Among the records, find the lines that hold the string "SimChannel" and return them.

"""

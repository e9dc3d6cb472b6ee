//! In-process relay
//!
//! A shared hub where simulated devices open and join channels entirely
//! in-process. Used for integration testing and the pairing demo without a
//! relay server. Knobs for latency, duplicate delivery and dropping a
//! channel let tests reproduce relay misbehaviour.

use std::collections::HashMap;
use std::sync::atomic::{AtomicBool, Ordering};
use std::sync::{Arc, Mutex, MutexGuard};
use std::time::Duration;

use async_trait::async_trait;
use tokio::sync::{mpsc, Mutex as AsyncMutex};
use uuid::Uuid;

use super::transport::{ChannelId, RelayClient, RelayConnection};
use super::{RelayError, MAX_CHANNEL_BACKLOG, MAX_PEERS_PER_CHANNEL};

struct SimPeer {
    id: Uuid,
    tx: mpsc::UnboundedSender<String>,
}

#[derive(Default)]
struct SimChannel {
    peers: Vec<SimPeer>,
    /// Frames sent while the sender was alone, for the peer that joins.
    backlog: Vec<String>,
}

/// The simulated relay shared by every client created from it.
pub struct SimRelay {
    channels: Mutex<HashMap<ChannelId, SimChannel>>,
    /// Deliver every frame twice.
    duplicate_delivery: AtomicBool,
    /// Applied to each send().
    latency: Mutex<Duration>,
}

impl SimRelay {
    pub fn new() -> Arc<Self> {
        Arc::new(Self {
            channels: Mutex::new(HashMap::new()),
            duplicate_delivery: AtomicBool::new(false),
            latency: Mutex::new(Duration::ZERO),
        })
    }

    pub fn client(self: &Arc<Self>) -> SimRelayClient {
        SimRelayClient {
            relay: Arc::clone(self),
        }
    }

    pub fn set_duplicate_delivery(&self, enabled: bool) {
        self.duplicate_delivery.store(enabled, Ordering::SeqCst);
    }

    /// Uses tokio time, so paused clocks advance instantly in tests.
    pub fn set_latency(&self, latency: Duration) {
        *self.latency.lock().unwrap_or_else(|p| p.into_inner()) = latency;
    }

    /// Tear a channel down under its peers, as a relay restart would.
    pub fn drop_channel(&self, channel: &ChannelId) {
        if self.channels().remove(channel).is_some() {
            log::debug!("Simulated relay dropped channel {}", channel);
        }
    }

    pub fn peer_count(&self, channel: &ChannelId) -> usize {
        self.channels().get(channel).map_or(0, |ch| ch.peers.len())
    }

    fn channels(&self) -> MutexGuard<'_, HashMap<ChannelId, SimChannel>> {
        self.channels.lock().unwrap_or_else(|p| p.into_inner())
    }

    fn attach(self: &Arc<Self>, channel: ChannelId, create: bool) -> Result<SimRelayConnection, RelayError> {
        let (tx, rx) = mpsc::unbounded_channel();
        let peer_id = Uuid::new_v4();
        {
            let mut channels = self.channels();
            let ch = if create {
                channels.entry(channel.clone()).or_default()
            } else {
                channels
                    .get_mut(&channel)
                    .ok_or_else(|| RelayError::ChannelNotFound(channel.to_string()))?
            };
            if ch.peers.len() >= MAX_PEERS_PER_CHANNEL {
                return Err(RelayError::ChannelFull(channel.to_string()));
            }
            for frame in ch.backlog.drain(..) {
                let _ = tx.send(frame);
            }
            ch.peers.push(SimPeer { id: peer_id, tx });
        }

        Ok(SimRelayConnection {
            channel_id: channel,
            peer_id,
            relay: Arc::clone(self),
            rx: AsyncMutex::new(rx),
            connected: AtomicBool::new(true),
        })
    }

    /// A channel serves one exchange: when either peer leaves, it is torn
    /// down and the remaining peer sees a disconnect.
    fn detach(&self, channel: &ChannelId, peer_id: Uuid) {
        let mut channels = self.channels();
        let member = channels
            .get(channel)
            .map_or(false, |ch| ch.peers.iter().any(|peer| peer.id == peer_id));
        if member {
            channels.remove(channel);
        }
    }
}

pub struct SimRelayClient {
    relay: Arc<SimRelay>,
}

#[async_trait]
impl RelayClient for SimRelayClient {
    async fn open(&self) -> Result<Box<dyn RelayConnection>, RelayError> {
        Ok(Box::new(self.relay.attach(ChannelId::generate(), true)?))
    }

    async fn join(&self, channel: &ChannelId) -> Result<Box<dyn RelayConnection>, RelayError> {
        Ok(Box::new(self.relay.attach(channel.clone(), false)?))
    }
}

pub struct SimRelayConnection {
    channel_id: ChannelId,
    peer_id: Uuid,
    relay: Arc<SimRelay>,
    rx: AsyncMutex<mpsc::UnboundedReceiver<String>>,
    connected: AtomicBool,
}

#[async_trait]
impl RelayConnection for SimRelayConnection {
    fn channel_id(&self) -> &ChannelId {
        &self.channel_id
    }

    async fn send(&self, frame: &str) -> Result<(), RelayError> {
        if !self.is_connected() {
            return Err(RelayError::Disconnected);
        }
        let latency = *self.relay.latency.lock().unwrap_or_else(|p| p.into_inner());
        if !latency.is_zero() {
            tokio::time::sleep(latency).await;
        }

        let copies = if self.relay.duplicate_delivery.load(Ordering::SeqCst) { 2 } else { 1 };
        let mut channels = self.relay.channels();
        let ch = channels.get_mut(&self.channel_id).ok_or(RelayError::Disconnected)?;
        if ch.peers.iter().all(|peer| peer.id == self.peer_id) {
            if ch.backlog.len() < MAX_CHANNEL_BACKLOG {
                ch.backlog.push(frame.to_string());
            } else {
                log::warn!("Backlog of {} full, dropping frame", self.channel_id);
            }
            return Ok(());
        }
        for peer in ch.peers.iter().filter(|peer| peer.id != self.peer_id) {
            for _ in 0..copies {
                // A peer whose receiver is gone is leaving; skip it.
                let _ = peer.tx.send(frame.to_string());
            }
        }
        Ok(())
    }

    async fn recv(&self) -> Result<String, RelayError> {
        if !self.is_connected() {
            return Err(RelayError::Disconnected);
        }
        let mut rx = self.rx.lock().await;
        match rx.recv().await {
            Some(frame) => Ok(frame),
            None => {
                self.connected.store(false, Ordering::SeqCst);
                Err(RelayError::Disconnected)
            }
        }
    }

    async fn close(&self) -> Result<(), RelayError> {
        self.connected.store(false, Ordering::SeqCst);
        self.relay.detach(&self.channel_id, self.peer_id);
        Ok(())
    }

    fn is_connected(&self) -> bool {
        self.connected.load(Ordering::SeqCst)
    }
}

impl Drop for SimRelayConnection {
    fn drop(&mut self) {
        self.relay.detach(&self.channel_id, self.peer_id);
    }
}

#[cfg(test)]
mod tests {
    use super::*;

    #[tokio::test]
    async fn test_open_join_exchange() {
        let relay = SimRelay::new();
        let client = relay.client();

        let a = client.open().await.unwrap();
        let b = client.join(a.channel_id()).await.unwrap();
        assert_eq!(relay.peer_count(a.channel_id()), 2);

        a.send("hello").await.unwrap();
        assert_eq!(b.recv().await.unwrap(), "hello");
        b.send("back").await.unwrap();
        assert_eq!(a.recv().await.unwrap(), "back");
    }

    #[tokio::test]
    async fn test_frames_sent_alone_reach_the_joiner() {
        let relay = SimRelay::new();
        let client = relay.client();

        let a = client.open().await.unwrap();
        a.send("early").await.unwrap();
        a.send("second").await.unwrap();
        let b = client.join(a.channel_id()).await.unwrap();
        assert_eq!(b.recv().await.unwrap(), "early");
        assert_eq!(b.recv().await.unwrap(), "second");
    }

    #[tokio::test]
    async fn test_join_unknown_and_full() {
        let relay = SimRelay::new();
        let client = relay.client();

        let missing = client.join(&ChannelId::generate()).await;
        assert!(matches!(missing, Err(RelayError::ChannelNotFound(_))));

        let a = client.open().await.unwrap();
        let _b = client.join(a.channel_id()).await.unwrap();
        let third = client.join(a.channel_id()).await;
        assert!(matches!(third, Err(RelayError::ChannelFull(_))));
    }

    #[tokio::test]
    async fn test_duplicate_delivery() {
        let relay = SimRelay::new();
        relay.set_duplicate_delivery(true);
        let client = relay.client();

        let a = client.open().await.unwrap();
        let b = client.join(a.channel_id()).await.unwrap();
        a.send("once").await.unwrap();
        assert_eq!(b.recv().await.unwrap(), "once");
        assert_eq!(b.recv().await.unwrap(), "once");
    }

    #[tokio::test]
    async fn test_dropped_channel_disconnects_peers() {
        let relay = SimRelay::new();
        let client = relay.client();

        let a = client.open().await.unwrap();
        let b = client.join(a.channel_id()).await.unwrap();
        relay.drop_channel(a.channel_id());

        assert_eq!(b.recv().await.unwrap_err(), RelayError::Disconnected);
        assert!(!b.is_connected());
        assert_eq!(a.send("lost").await.unwrap_err(), RelayError::Disconnected);
    }

    #[tokio::test]
    async fn test_peer_leaving_tears_down_channel() {
        let relay = SimRelay::new();
        let client = relay.client();

        let a = client.open().await.unwrap();
        let id = a.channel_id().clone();
        let b = client.join(&id).await.unwrap();

        b.close().await.unwrap();
        assert_eq!(relay.peer_count(&id), 0);
        assert_eq!(a.recv().await.unwrap_err(), RelayError::Disconnected);
        assert!(client.join(&id).await.is_err());
    }

    #[tokio::test]
    async fn test_dropping_connection_leaves_channel() {
        let relay = SimRelay::new();
        let client = relay.client();

        let a = client.open().await.unwrap();
        let id = a.channel_id().clone();
        drop(a);
        assert_eq!(relay.peer_count(&id), 0);
    }

    #[tokio::test(start_paused = true)]
    async fn test_latency_uses_tokio_time() {
        let relay = SimRelay::new();
        relay.set_latency(Duration::from_millis(250));
        let client = relay.client();

        let a = client.open().await.unwrap();
        let b = client.join(a.channel_id()).await.unwrap();
        let start = tokio::time::Instant::now();
        a.send("slow").await.unwrap();
        assert!(start.elapsed() >= Duration::from_millis(250));
        assert_eq!(b.recv().await.unwrap(), "slow");
    }
}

"""

RESPONSE BELOW:
struct SimChannel {
    channels: Mutex<HashMap<ChannelId, SimChannel>>,
    fn channels(&self) -> MutexGuard<'_, HashMap<ChannelId, SimChannel>> {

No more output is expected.